> _What to do_: Write out the entries below exactly, from the first line to the one with "every outbound call", both ends included.

> _Input records_:
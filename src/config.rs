// SPDX-License-Identifier: MIT
// Copyright 2026 Roland Dreier <roland@rolandd.dev>

//! Application configuration loaded from environment variables.
//!
//! On Cloud Run the secrets (client secret, refresh token) arrive as
//! environment variables via secret bindings, so everything is read from
//! the environment once at startup.

use crate::models::TokenSet;
use crate::retry::RetryPolicy;
use std::env;
use std::time::Duration;

/// Strava API endpoints and call behavior.
///
/// The token and activity call sites carry distinct retry policies: token
/// refresh failures are rarer and retried less than transient fetch
/// failures.
#[derive(Debug, Clone)]
pub struct StravaApiConfig {
    /// OAuth token endpoint
    pub token_url: String,
    /// REST API base URL
    pub api_base_url: String,
    /// Per-request timeout applied to every outbound call
    pub request_timeout: Duration,
    /// Retry policy for token refresh
    pub token_retry: RetryPolicy,
    /// Retry policy for activity fetch
    pub activity_retry: RetryPolicy,
}

impl Default for StravaApiConfig {
    fn default() -> Self {
        Self {
            token_url: "https://www.strava.com/oauth/token".to_string(),
            api_base_url: "https://www.strava.com/api/v3".to_string(),
            request_timeout: Duration::from_secs(10),
            token_retry: RetryPolicy::new(2, Duration::from_millis(500)),
            activity_retry: RetryPolicy::new(3, Duration::from_secs(1)),
        }
    }
}

/// Application configuration, loaded once at startup.
#[derive(Debug, Clone)]
pub struct Config {
    // --- Environment Variables (non-sensitive) ---
    /// Strava OAuth client ID (public)
    pub strava_client_id: u64,
    /// GCP project ID
    pub gcp_project_id: String,
    /// BigQuery dataset holding the activities table
    pub bq_dataset: String,
    /// Server port
    pub port: u16,

    // --- Secrets (injected as env vars by Cloud Run secret bindings) ---
    /// Strava OAuth client secret
    pub strava_client_secret: String,
    /// Strava OAuth refresh token
    pub strava_refresh_token: String,
    /// Webhook verification token
    pub webhook_verify_token: String,

    /// Strava API endpoints and retry behavior
    pub strava_api: StravaApiConfig,
}

impl Config {
    /// Load configuration from environment variables.
    pub fn from_env() -> Result<Self, ConfigError> {
        dotenvy::dotenv().ok(); // Load .env file if present

        Ok(Self {
            strava_client_id: env::var("STRAVA_CLIENT_ID")
                .map_err(|_| ConfigError::Missing("STRAVA_CLIENT_ID"))?
                .trim()
                .parse()
                .map_err(|_| ConfigError::Invalid("STRAVA_CLIENT_ID"))?,
            gcp_project_id: env::var("GCP_PROJECT_ID")
                .map_err(|_| ConfigError::Missing("GCP_PROJECT_ID"))?,
            bq_dataset: env::var("BQ_DATASET").map_err(|_| ConfigError::Missing("BQ_DATASET"))?,
            port: env::var("PORT")
                .unwrap_or_else(|_| "8080".to_string())
                .parse()
                .unwrap_or(8080),

            strava_client_secret: env::var("STRAVA_CLIENT_SECRET")
                .map(|v| v.trim().to_string())
                .map_err(|_| ConfigError::Missing("STRAVA_CLIENT_SECRET"))?,
            strava_refresh_token: env::var("STRAVA_REFRESH_TOKEN")
                .map(|v| v.trim().to_string())
                .map_err(|_| ConfigError::Missing("STRAVA_REFRESH_TOKEN"))?,
            webhook_verify_token: env::var("WEBHOOK_VERIFY_TOKEN")
                .map(|v| v.trim().to_string())
                .map_err(|_| ConfigError::Missing("WEBHOOK_VERIFY_TOKEN"))?,

            strava_api: StravaApiConfig::default(),
        })
    }

    /// Default config for testing only.
    pub fn test_default() -> Self {
        Self {
            strava_client_id: 1,
            gcp_project_id: "test-project".to_string(),
            bq_dataset: "test_dataset".to_string(),
            port: 8080,
            strava_client_secret: "test_secret".to_string(),
            strava_refresh_token: "test_refresh_token".to_string(),
            webhook_verify_token: "test_verify_token".to_string(),
            strava_api: StravaApiConfig::default(),
        }
    }

    /// Initial token set built from credentials; the access token is empty
    /// until the first refresh.
    pub fn tokens(&self) -> TokenSet {
        TokenSet {
            client_id: self.strava_client_id,
            client_secret: self.strava_client_secret.clone(),
            refresh_token: self.strava_refresh_token.clone(),
            access_token: String::new(),
        }
    }
}

/// Configuration errors
#[derive(Debug, thiserror::Error)]
pub enum ConfigError {
    #[error("Missing required environment variable: {0}")]
    Missing(&'static str),

    #[error("Invalid value for environment variable: {0}")]
    Invalid(&'static str),
}
// SPDX-License-Identifier: MIT
// Copyright 2026 Roland Dreier <roland@rolandd.dev>

//! HTTP route handlers.

pub mod webhook;

use crate::AppState;
use axum::{routing::get, Json, Router};
use serde::Serialize;
use std::sync::Arc;
use tower_http::trace::{DefaultMakeSpan, DefaultOnResponse, TraceLayer};
use tracing::Level;

#[derive(Serialize)]
pub struct HealthResponse {
    pub status: String,
}

/// Health check response
async fn health_check() -> Json<HealthResponse> {
    Json(HealthResponse {
        status: "ok".to_string(),
    })
}

/// Build the complete router with all routes.
pub fn create_router(state: Arc<AppState>) -> Router {
    Router::new()
        .route("/health", get(health_check))
        .merge(webhook::routes())
        .layer(
            TraceLayer::new_for_http()
                .make_span_with(DefaultMakeSpan::new().level(Level::INFO))
                .on_response(DefaultOnResponse::new().level(Level::INFO)),
        )
        .with_state(state)
}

> _Finished exercise_:
filename src/config.rs
// SPDX-License-Identifier: MIT
// Copyright 2026 Roland Dreier <roland@rolandd.dev>

//! Application configuration loaded from environment variables.
//!
//! On Cloud Run the secrets (client secret, refresh token) arrive as
//! environment variables via secret bindings, so everything is read from
//! the environment once at startup.

use crate::models::TokenSet;
use crate::retry::RetryPolicy;
use std::env;
use std::time::Duration;

/// Strava API endpoints and call behavior.
///
/// The token and activity call sites carry distinct retry policies: token
/// refresh failures are rarer and retried less than transient fetch
/// failures.
#[derive(Debug, Clone)]
pub struct StravaApiConfig {
    /// OAuth token endpoint
    pub token_url: String,
    /// REST API base URL
    pub api_base_url: String,
    /// Per-request timeout applied to every outbound call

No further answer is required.